De plus, la connaissance scientifique a énormément progressé, allant des résultats du deuxième rapport d’évaluation du GIEC au prochain quatrième rapport d’évaluation et une myriade d’études nationales et régionales sur les différentes facettes des changements climatiques et de ses impacts.
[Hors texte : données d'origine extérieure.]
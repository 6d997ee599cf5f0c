//! Authoritative wheel and FFB state.

use hid_wheel_protocol::{WheelReport, BUTTON_COUNT};

/// Lower bound of the logical steering range.
pub const STEERING_MIN: f32 = -32768.0;
/// Upper bound of the logical steering range.
pub const STEERING_MAX: f32 = 32767.0;
/// Largest user-steering change a single tick may apply.
pub const MAX_STEP_PER_TICK: f32 = 2000.0;
/// Fixed multiplier between pointer counts and steering units.
pub const STEERING_BASE_GAIN: f32 = 0.05;
/// Steering changes below this magnitude are not re-reported.
pub const STEERING_EPSILON: f32 = 0.1;

/// Pedal and button states derived from the configured key map.
#[derive(Debug, Clone, Copy, PartialEq, Eq)]
pub struct LogicalControls {
    /// Throttle key held.
    pub throttle: bool,
    /// Brake key held.
    pub brake: bool,
    /// Clutch key held.
    pub clutch: bool,
    /// One entry per virtual button slot, 0 or 1.
    pub buttons: [u8; BUTTON_COUNT],
}

impl Default for LogicalControls {
    fn default() -> Self {
        Self {
            throttle: false,
            brake: false,
            clutch: false,
            buttons: [0; BUTTON_COUNT],
        }
    }
}

/// One tick's worth of mapped input.
#[derive(Debug, Clone, Copy, Default)]
pub struct InputFrame {
    /// Horizontal pointer motion accumulated since the previous tick.
    pub mouse_dx: i32,
    /// Mapped pedals and buttons.
    pub logical: LogicalControls,
    /// D-pad horizontal sign: -1, 0, +1.
    pub dpad_x: i8,
    /// D-pad vertical sign: -1, 0, +1.
    pub dpad_y: i8,
    /// True exactly on the tick the enable/disable chord was pressed.
    pub toggle_pressed: bool,
}

/// The singleton wheel state, mutated only by the engine.
#[derive(Debug, Clone, Copy)]
pub struct WheelState {
    /// User-commanded wheel angle accumulator.
    pub user_steering: f32,
    /// Torque-driven physical displacement.
    pub ffb_offset: f32,
    /// Rate of change of `ffb_offset`, units per second.
    pub ffb_velocity: f32,
    /// The reported angle: `clamp(user_steering + ffb_offset)`.
    pub steering: f32,
    /// Throttle in [0, 1].
    pub throttle: f32,
    /// Brake in [0, 1].
    pub brake: f32,
    /// Clutch in [0, 1].
    pub clutch: f32,
    /// Button slots, 0 or 1 each.
    pub buttons: [u8; BUTTON_COUNT],
    /// D-pad horizontal sign.
    pub dpad_x: i8,
    /// D-pad vertical sign.
    pub dpad_y: i8,
}

impl Default for WheelState {
    fn default() -> Self {
        Self {
            user_steering: 0.0,
            ffb_offset: 0.0,
            ffb_velocity: 0.0,
            steering: 0.0,
            throttle: 0.0,
            brake: 0.0,
            clutch: 0.0,
            buttons: [0; BUTTON_COUNT],
            dpad_x: 0,
            dpad_y: 0,
        }
    }
}

impl WheelState {
    /// Recompute the reported steering from the accumulator and the FFB
    /// offset. Returns false when the change is below [`STEERING_EPSILON`]
    /// and the previous value was kept.
    pub fn apply_steering(&mut self) -> bool {
        let combined = (self.user_steering + self.ffb_offset).clamp(STEERING_MIN, STEERING_MAX);
        if (combined - self.steering).abs() < STEERING_EPSILON {
            return false;
        }
        self.steering = combined;
        true
    }

    /// Advance the user-steering accumulator by one pointer delta.
    ///
    /// The step is scaled by the configured sensitivity, clamped to
    /// [`MAX_STEP_PER_TICK`] so pointer jumps cannot teleport the wheel, and
    /// the accumulator saturates at the logical range.
    pub fn accumulate_steering(&mut self, mouse_dx: i32, sensitivity: i32) {
        let delta = (mouse_dx as f32 * sensitivity as f32 * STEERING_BASE_GAIN)
            .clamp(-MAX_STEP_PER_TICK, MAX_STEP_PER_TICK);
        if delta != 0.0 {
            self.user_steering = (self.user_steering + delta).clamp(STEERING_MIN, STEERING_MAX);
            self.apply_steering();
        }
    }

    /// Snapshot the current state as a normalized HID report.
    pub fn report(&self) -> WheelReport {
        WheelReport {
            steering: (self.steering / 32768.0).clamp(-1.0, 1.0),
            throttle: self.throttle,
            brake: self.brake,
            clutch: self.clutch,
            buttons: self.buttons,
            dpad_x: self.dpad_x,
            dpad_y: self.dpad_y,
        }
    }
}

/// FFB command state shared between the receiver and the physics loop.
#[derive(Debug, Clone, Copy)]
pub struct FfbState {
    /// Current commanded constant force, pre-shaping.
    pub force: i16,
    /// Autocenter spring strength, 0 = disabled.
    pub autocenter: i16,
    /// Global FFB gain, fixed at startup.
    pub gain: f32,
}

impl FfbState {
    /// Smallest accepted gain.
    pub const MIN_GAIN: f32 = 0.1;
    /// Largest accepted gain.
    pub const MAX_GAIN: f32 = 4.0;

    /// Create the startup FFB state with the configured gain.
    pub fn new(gain: f32) -> Self {
        Self {
            force: 0,
            autocenter: 0,
            gain: gain.clamp(Self::MIN_GAIN, Self::MAX_GAIN),
        }
    }
}

impl Default for FfbState {
    fn default() -> Self {
        Self::new(1.0)
    }
}

#[cfg(test)]
mod tests {
    use super::*;

    #[test]
    fn test_accumulator_saturates() {
        let mut state = WheelState::default();
        for _ in 0..40 {
            state.accumulate_steering(-1000, 50);
        }
        assert_eq!(state.user_steering, STEERING_MIN);
        assert_eq!(state.steering, STEERING_MIN);

        // Stays pinned under further input.
        state.accumulate_steering(-1000, 50);
        assert_eq!(state.user_steering, STEERING_MIN);
    }

    #[test]
    fn test_per_tick_step_clamped() {
        let mut state = WheelState::default();
        state.accumulate_steering(100_000, 100);
        assert_eq!(state.user_steering, MAX_STEP_PER_TICK);
    }

    #[test]
    fn test_steering_composition_clamped() {
        let mut state = WheelState {
            user_steering: 30000.0,
            ffb_offset: 22000.0,
            ..WheelState::default()
        };
        assert!(state.apply_steering());
        assert_eq!(state.steering, STEERING_MAX);
    }

    #[test]
    fn test_tiny_change_is_noop() {
        let mut state = WheelState::default();
        state.user_steering = 100.0;
        assert!(state.apply_steering());
        state.user_steering = 100.05;
        assert!(!state.apply_steering());
        assert_eq!(state.steering, 100.0);
    }

    #[test]
    fn test_gain_clamped_once_at_construction() {
        assert_eq!(FfbState::new(0.0).gain, FfbState::MIN_GAIN);
        assert_eq!(FfbState::new(9.0).gain, FfbState::MAX_GAIN);
        assert_eq!(FfbState::new(1.5).gain, 1.5);
    }

    #[test]
    fn test_report_normalizes_steering() {
        let mut state = WheelState::default();
        state.user_steering = STEERING_MIN;
        state.apply_steering();
        let report = state.report();
        assert_eq!(report.steering, -1.0);
    }
}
Toutefois, les représentants des PEID ont pu voir certains de leurs soupçons confirmés, lorsque Nicholas Stern a confirmé que les modèles globaux actuels n’abordaient pas convenablement la question des PEID.

N’OUBLIEZ PAS LES ÉLÉPHANTS… NOUS SOMMES ENCORE EN AFRIQUE

Selon une personne pleine d’esprit, lors de la réunion, un couple d’éléphants s’est échappé des parcs nationaux du Kenya et a été retrouvé dans les salles de négociation de Nairobi, bien que la plupart des délégués aient fait leur possible pour les ignorer. Ces “éléphants dans la salle” étaient les futurs engagements des États-Unis et des principaux pays en développement. À ce stade, plusieurs négociateurs semblent attendre une éventuelle nouvelle administration des États-Unis en 2009 avant de rechercher des “progrès” sur la question. Concernant la participation des principaux pays en développement, les avis étaient largement partagés, allant de ceux qui qualifient le comportement de ces pays de “criminellement irresponsables” à d’autres qui sont également convaincus que les changements climatiques sont un problème créé seulement par les pays industrialisés, et qu’ils devraient prendre la tête pour résoudre le problème.

Les conditions pour la participation des États-Unis semblent changer rapidement. Une source bien informée du monde de l’industrie a émis des réserves concernant la volonté des compagnies américaines de saisir les opportunités liées au climat. Les conditions pour la participation des principaux pays en développement ne sont pas encore réunies. Selon la plupart des observateurs, deux problèmes fondamentaux doivent d’abord être résolus: les émissions historiques et une distribution juste ou acceptable des émissions. Ce que “juste” signifie dépendra, en fin de compte, de l’accord politique. De toute façon, le consensus à ce stade semble être qu’aucun engagement ne sera possible avant que les pays industrialisés ne démontrent qu’ils sont sérieux au sujet du traitement des changements climatiques dans le contexte des responsabilités communes néanmoins différenciées. Regardant les tendances récentes en matière d’émissions, certains délégués de pays en développement indiquent qu’ils ont des raisons de rester sceptiques.

GAGNER LA COURSE?

Lorsque les délégués ont quitté Nairobi pour rentrer chez eux ou pour profiter de quelques jours de safari, seuls les plus braves d’entre les braves étaient disposés à spéculer pour savoir à quoi pourrait ressembler un futur régime climatique pour la période post-2012. “Il est trop tôt pour se prononcer, ” a conclu plus d’un observateur, notant qu’aucun résultat majeur ne pouvait être attendu au sujet des questions post-2012 pour le moment.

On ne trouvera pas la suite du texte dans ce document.